Add missing files

nums11 · nums11 · commit 5ac01e0063ad · 2022-07-18T16:26:04.000-07:00
diff --git a/Samples/WinMLSamplesGallery/WinMLSamplesGalleryNative/DXResourceBinding.cpp b/Samples/WinMLSamplesGallery/WinMLSamplesGalleryNative/DXResourceBinding.cpp
@@ -6,6 +6,10 @@
 #include "DXResourceBinding.g.cpp"
 #include "stdafx.h"
 #include "ORTHelpers.h"
+#include "winrt/Microsoft.AI.MachineLearning.h"

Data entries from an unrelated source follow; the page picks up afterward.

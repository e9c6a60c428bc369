//! Model definitions and the equation registry.
//!
//! Each model is an [`EquationSpec`]: a vectorized [`ModelFunction`], its
//! parameter names, a [`DisplayTemplate`] for the fitted equation, and
//! optional bounds and initial-guess estimator. The built-in catalogue is
//! grouped by family in the submodules.

pub mod exponential;
pub mod function;
pub mod peak;
pub mod periodic;
pub mod polynomial;
pub mod registry;
pub mod spec;
pub mod template;

pub use function::ModelFunction;
pub use registry::{builtin_equations, EquationRegistry};
pub use spec::{EquationSpec, Estimator};
pub use template::DisplayTemplate;
//! Implementation of the Levenberg-Marquardt algorithm.
//!
//! This module contains the core damped Gauss-Newton iteration used by the
//! fit engine. The damping term is scaled by the diagonal of `J^T J`
//! (Marquardt scaling) so that parameters of very different magnitudes are
//! treated evenly.

use log::debug;
use nalgebra::{DMatrix, DVector};
use ndarray::Array1;
use std::fmt;

use crate::error::{FitLabError, Result};
use crate::problem::Problem;
use crate::utils::matrix_convert::{nalgebra_vec_to_ndarray, ndarray_to_nalgebra, ndarray_vec_to_nalgebra};

use super::config::LmConfig;

/// Lower limit for the diagonal scaling entries.
const DIAG_FLOOR: f64 = 1e-12;

/// Result of the Levenberg-Marquardt optimization.
#[derive(Debug, Clone)]
pub struct LmResult {
    /// Optimized parameter values
    pub params: Array1<f64>,

    /// Residuals at the solution
    pub residuals: Array1<f64>,

    /// Sum of squared residuals
    pub cost: f64,

    /// Number of iterations performed
    pub iterations: usize,

    /// Number of function evaluations
    pub func_evals: usize,

    /// Whether the optimization succeeded
    pub success: bool,

    /// A message describing the result
    pub message: String,
}

impl fmt::Display for LmResult {
    fn fmt(&self, f: &mut fmt::Formatter<'_>) -> fmt::Result {
        writeln!(f, "Optimization Result:")?;
        writeln!(f, "  Success: {}", self.success)?;
        writeln!(f, "  Message: {}", self.message)?;
        writeln!(f, "  Cost: {:.6e}", self.cost)?;
        writeln!(f, "  Iterations: {}", self.iterations)?;
        writeln!(f, "  Function evaluations: {}", self.func_evals)?;
        writeln!(f, "  Parameters: {:?}", self.params)?;
        Ok(())
    }
}

/// Levenberg-Marquardt optimizer.
#[derive(Debug, Clone, Default)]
pub struct LevenbergMarquardt {
    config: LmConfig,
}

impl LevenbergMarquardt {
    /// Create a new optimizer with default configuration.
    pub fn new() -> Self {
        Self::default()
    }

    /// Create a new optimizer with a custom configuration.
    pub fn with_config(config: LmConfig) -> Self {
        Self { config }
    }

    pub fn config(&self) -> &LmConfig {
        &self.config
    }

    /// Minimize the sum of squared residuals for the given problem.
    ///
    /// A trial step is accepted only when it strictly lowers the cost; a trial
    /// point with a non-finite cost counts as a rejection. The search stops on
    /// a zero cost, a small gradient, a small relative cost reduction, a small
    /// relative step, or when the damping saturates at `max_lambda`.
    ///
    /// # Errors
    ///
    /// * `Fitting` when the cost at `initial_params` is not finite or the
    ///   iteration budget runs out before convergence.
    pub fn minimize<P: Problem>(&self, problem: &P, initial_params: Array1<f64>) -> Result<LmResult> {
        let n_params = problem.parameter_count();
        if initial_params.len() != n_params {
            return Err(FitLabError::DimensionMismatch(format!(
                "Expected {} parameters, got {}",
                n_params,
                initial_params.len()
            )));
        }

        let mut params = initial_params;
        let mut lambda = self.config.initial_lambda;

        let mut residuals = problem.eval(&params)?;
        let mut cost = sum_of_squares(&residuals);
        let mut func_evals = 1;
        if !cost.is_finite() {
            return Err(FitLabError::Fitting(
                "residuals are not finite at the initial parameters".to_string(),
            ));
        }

        let mut iterations = 0;

        let message = loop {
            if cost == 0.0 {
                break "Exact fit: cost is zero".to_string();
            }
            if iterations >= self.config.max_iterations {
                return Err(FitLabError::Fitting(format!(
                    "optimizer did not converge within {} iterations (cost = {:.6e})",
                    self.config.max_iterations, cost
                )));
            }
            iterations += 1;

            let jacobian = ndarray_to_nalgebra(&problem.jacobian(&params)?);
            func_evals += n_params;
            let r = ndarray_vec_to_nalgebra(&residuals);

            let jtj = jacobian.transpose() * &jacobian;
            let g = jacobian.transpose() * &r;

            let gradient_norm = g.amax();
            if gradient_norm <= self.config.gtol {
                break format!(
                    "Gradient convergence: |g| = {:.2e} <= {:.2e}",
                    gradient_norm, self.config.gtol
                );
            }

            debug!(
                "LM iteration {}: cost = {:.6e}, |g| = {:.2e}, lambda = {:.2e}",
                iterations, cost, gradient_norm, lambda
            );

            // Raise the damping until a step lowers the cost.
            let accepted = loop {
                if let Some(step) = solve_damped(&jtj, &g, lambda) {
                    let step = nalgebra_vec_to_ndarray(&step);
                    let trial = &params + &step;
                    let trial_residuals = problem.eval(&trial)?;
                    func_evals += 1;
                    let trial_cost = sum_of_squares(&trial_residuals);

                    if trial_cost.is_finite() && trial_cost < cost {
                        let cost_change = (cost - trial_cost) / cost;
                        let param_norm = params.iter().map(|p| p * p).sum::<f64>().sqrt();
                        let step_norm = step.iter().map(|s| s * s).sum::<f64>().sqrt();
                        let param_change = step_norm / (param_norm + self.config.xtol);

                        params = trial;
                        residuals = trial_residuals;
                        cost = trial_cost;
                        lambda = (lambda * self.config.lambda_down_factor).max(self.config.min_lambda);
                        break Some((cost_change, param_change));
                    }
                }

                lambda *= self.config.lambda_up_factor;
                if lambda > self.config.max_lambda {
                    break None;
                }
            };

            match accepted {
                None => break "No further reduction possible: damping saturated".to_string(),
                Some((cost_change, _)) if cost_change <= self.config.ftol => {
                    break format!(
                        "Cost convergence: |df|/f = {:.2e} <= {:.2e}",
                        cost_change, self.config.ftol
                    );
                }
                Some((_, param_change)) if param_change <= self.config.xtol => {
                    break format!(
                        "Parameter convergence: |dx|/|x| = {:.2e} <= {:.2e}",
                        param_change, self.config.xtol
                    );
                }
                Some(_) => {}
            }
        };

        debug!("LM finished after {} iterations: {}", iterations, message);

        Ok(LmResult {
            params,
            residuals,
            cost,
            iterations,
            func_evals,
            success: true,
            message,
        })
    }
}

fn sum_of_squares(residuals: &Array1<f64>) -> f64 {
    residuals.iter().map(|r| r * r).sum()
}

/// Solve `(J^T J + λ D) δ = -J^T r` with `D = diag(J^T J)`.
///
/// Cholesky first, LU when the damped matrix is not numerically positive
/// definite. Returns `None` if neither yields a finite step.
fn solve_damped(jtj: &DMatrix<f64>, g: &DVector<f64>, lambda: f64) -> Option<DVector<f64>> {
    let mut a = jtj.clone();
    for i in 0..a.nrows() {
        a[(i, i)] += lambda * jtj[(i, i)].max(DIAG_FLOOR);
    }
    let rhs = -g;

    let step = match a.clone().cholesky() {
        Some(chol) => Some(chol.solve(&rhs)),
        None => a.lu().solve(&rhs),
    }?;

    if step.iter().all(|v| v.is_finite()) {
        Some(step)
    } else {
        None
    }
}
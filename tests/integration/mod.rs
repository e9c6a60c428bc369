//! Integration tests for fitlab-rs

mod estimators;
mod fit_engine;
mod formula_safety;
mod workflows;
//! Benchmarks for the fit engine and model sweeps.

use criterion::{black_box, criterion_group, criterion_main, BenchmarkId, Criterion};
use fitlab_rs::{Dataset, EquationRegistry, FitConfig, FitEngine, Sweep};
use ndarray::Array1;
use rand::SeedableRng;
use rand_chacha::ChaCha8Rng;
use rand_distr::{Distribution, Normal};

fn noisy(name: &str, n: usize, f: impl Fn(f64) -> f64) -> Dataset {
    let mut rng = ChaCha8Rng::seed_from_u64(7);
    let noise = Normal::new(0.0, 0.05).unwrap();
    let x = Array1::linspace(0.0, 4.0 * std::f64::consts::PI, n);
    let y = x.mapv(|v| f(v) + noise.sample(&mut rng));
    Dataset::new(name, x, y)
}

fn bench_linear_fit(c: &mut Criterion) {
    let registry = EquationRegistry::with_builtins().unwrap();
    let engine = FitEngine::default();
    let spec = registry.lookup("linear_function_with_n").unwrap();

    let mut group = c.benchmark_group("linear_fit");
    for n in [10, 100, 1000] {
        let data = noisy("line", n, |v| 1.5 * v - 2.0);
        group.bench_with_input(BenchmarkId::from_parameter(n), &data, |b, data| {
            b.iter(|| black_box(engine.fit(data, spec)))
        });
    }
    group.finish();
}

fn bench_periodic_fit(c: &mut Criterion) {
    let registry = EquationRegistry::with_builtins().unwrap();
    let engine = FitEngine::default();
    let spec = registry.lookup("sin_function_with_c").unwrap();
    let data = noisy("wave", 200, |v| 3.0 * (1.3 * v + 0.4).sin());

    c.bench_function("periodic_fit", |b| b.iter(|| black_box(engine.fit(&data, spec))));
}

fn bench_total_sweep(c: &mut Criterion) {
    let registry = EquationRegistry::with_builtins().unwrap();
    let data = noisy("sweep", 100, |v| 0.5 * v * v + 1.0);

    let mut group = c.benchmark_group("total_sweep");
    group.sample_size(10); // Each iteration fits every registered model

    let sequential = FitEngine::default();
    group.bench_function("sequential", |b| {
        b.iter(|| {
            let sweep = Sweep::total(&sequential, &registry, &data, "bench");
            black_box(sweep.iter().filter(|item| item.outcome.is_ok()).count())
        })
    });

    let parallel = FitEngine::new(FitConfig::default().with_parallel_sweeps(true)).unwrap();
    group.bench_function("parallel", |b| {
        b.iter(|| black_box(Sweep::total(&parallel, &registry, &data, "bench").collect_all()))
    });
    group.finish();
}

criterion_group!(benches, bench_linear_fit, bench_periodic_fit, bench_total_sweep);
criterion_main!(benches);
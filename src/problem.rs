//! Problem definition trait.
//!
//! This module defines the `Problem` trait, which represents a nonlinear
//! least squares problem to be solved with the Levenberg-Marquardt algorithm.

use ndarray::{Array1, Array2};

use crate::error::Result;

/// A trait representing a nonlinear least squares problem.
///
/// Residuals may contain non-finite entries; the optimizer treats a
/// non-finite cost as worse than any finite one.
pub trait Problem {
    /// Evaluate the residuals at the given parameters.
    fn eval(&self, params: &Array1<f64>) -> Result<Array1<f64>>;

    /// Get the number of parameters in the problem.
    fn parameter_count(&self) -> usize;

    /// Get the number of residuals in the problem.
    fn residual_count(&self) -> usize;

    /// Evaluate the Jacobian matrix of the residuals at the given parameters.
    ///
    /// The default implementation uses forward finite differences.
    fn jacobian(&self, params: &Array1<f64>) -> Result<Array2<f64>>
    where
        Self: Sized,
    {
        crate::utils::finite_difference::jacobian(self, params, None)
    }
}
//! Heuristic initial guesses for models whose least-squares objective is
//! multi-modal or badly scaled.
//!
//! Estimators never fail on a valid non-empty dataset. When the signal is
//! ambiguous they degrade to documented defaults and log the fallback.

pub mod periodic;
pub mod shape;

pub use periodic::{
    detrend, estimate_amplitude, estimate_frequency, estimate_phase,
    estimate_trigonometric_parameters,
};
pub use shape::{estimate_exponential, estimate_gaussian};

use ndarray::Array1;

/// Ordinary least-squares line through `(x, y)`, returned as `(slope, intercept)`.
///
/// A degenerate `x` (all values equal) gives a zero slope through the mean.
pub fn linear_regression(x: &Array1<f64>, y: &Array1<f64>) -> (f64, f64) {
    let n = x.len().min(y.len());
    if n == 0 {
        return (0.0, 0.0);
    }
    let x_mean = x.iter().take(n).sum::<f64>() / n as f64;
    let y_mean = y.iter().take(n).sum::<f64>() / n as f64;

    let (sxy, sxx) = x
        .iter()
        .zip(y.iter())
        .fold((0.0, 0.0), |(sxy, sxx), (&xi, &yi)| {
            let dx = xi - x_mean;
            (sxy + dx * (yi - y_mean), sxx + dx * dx)
        });

    let slope = if sxx > 0.0 { sxy / sxx } else { 0.0 };
    (slope, y_mean - slope * x_mean)
}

+#include "winrt/Microsoft.AI.MachineLearning.Experimental.h"
+
+using namespace winrt::Microsoft::AI::MachineLearning;
 
 #undef min
 
@@ -14,6 +18,51 @@ static std::optional<Ort::Session> preprocesingSession;
 static std::optional<Ort::Session> inferenceSession;
 D3D12Quad sample(800, 600, L"D3D12 Quad");
 
+using TensorInt64Bit = winrt::Microsoft::AI::MachineLearning::TensorInt64Bit;
+using TensorKind = winrt::Microsoft::AI::MachineLearning::TensorKind;
+using LearningModelBuilder = winrt::Microsoft::AI::MachineLearning::Experimental::LearningModelBuilder;
+using LearningModelOperator = winrt::Microsoft::AI::MachineLearning::Experimental::LearningModelOperator;
+
+std::array<int64_t, 4> preprocessInputShape;
+
+std::array<long, 6> CalculateCenterFillDimensions(long oldH, long oldW, long h, long w)
+{
+    long resizedW, resizedH, top, bottom, left, right;
+    auto oldHFloat = (float)oldH;
+    auto oldWFloat = (float)oldW;
+    auto hFloat = (float)h;
+    auto wFloat = (float)w;
+
+    auto oldAspectRatio = oldWFloat / oldHFloat;
+    auto newAspectRatio = wFloat / hFloat;
+
+    auto scale = (newAspectRatio < oldAspectRatio) ? (hFloat / oldHFloat) : (wFloat / oldWFloat);
+    resizedW = (newAspectRatio < oldAspectRatio) ? (long)std::floor(scale * oldWFloat) : w;
+    resizedH = (newAspectRatio < oldAspectRatio) ? h : (long)std::floor(scale * oldHFloat);
+    long totalPad = (newAspectRatio < oldAspectRatio) ? resizedW - w : resizedH - h;
+    long biggerDim = (newAspectRatio < oldAspectRatio) ? w : h;
+    long first = (totalPad % 2 == 0) ? totalPad / 2 : (long)std::floor(totalPad / 2.0f);
+    long second = first + biggerDim;
+
+    if (newAspectRatio < oldAspectRatio)
+    {
+        top = 0;
+        bottom = h;
+        left = first;
+        right = second;
+    }
+    else
+    {
+        top = first;
+        bottom = second;
+        left = 0;
+        right = w;
+    }
+
+    std::array<long, 6> new_dimensions = { resizedW, resizedH, top, bottom, left, right };
+    return new_dimensions;
+}
+
 namespace winrt::WinMLSamplesGalleryNative::implementation
 {
     // Create ORT Sessions and launch D3D window in a separate thread
@@ -39,42 +88,45 @@ namespace winrt::WinMLSamplesGalleryNative::implementation
         auto rowPitchInPixels = (width + 255) & ~255;
         auto rowPitchInBytes = rowPitchInPixels * 4;
         auto bufferInBytes = rowPitchInBytes * height;
-        const std::array<int64_t, 4> preprocessInputShape = { 1, bufferInBytes};
+        preprocessInputShape = { 1, bufferInBytes};
+        //const std::array<int64_t, 4> preprocessInputShape = { 1, 512, 512, 4 };
+        //const std::array<int64_t, 4> preprocessInputShape = { 1, -1, -1, -1 };
+
         const std::array<int64_t, 4> preprocessOutputShape = { 1, 224, 224, 3 };
 
-        var kernel = new float[] {
+        auto kernel = new float[] {
             0,0,1,
             0,1,0,
             1,0,0
         };
 
-        .Inputs.Add(LearningModelBuilder.CreateTensorFeatureDescriptor("Input", TensorKind.UInt8, new long[] { 1, bufferInBytes }))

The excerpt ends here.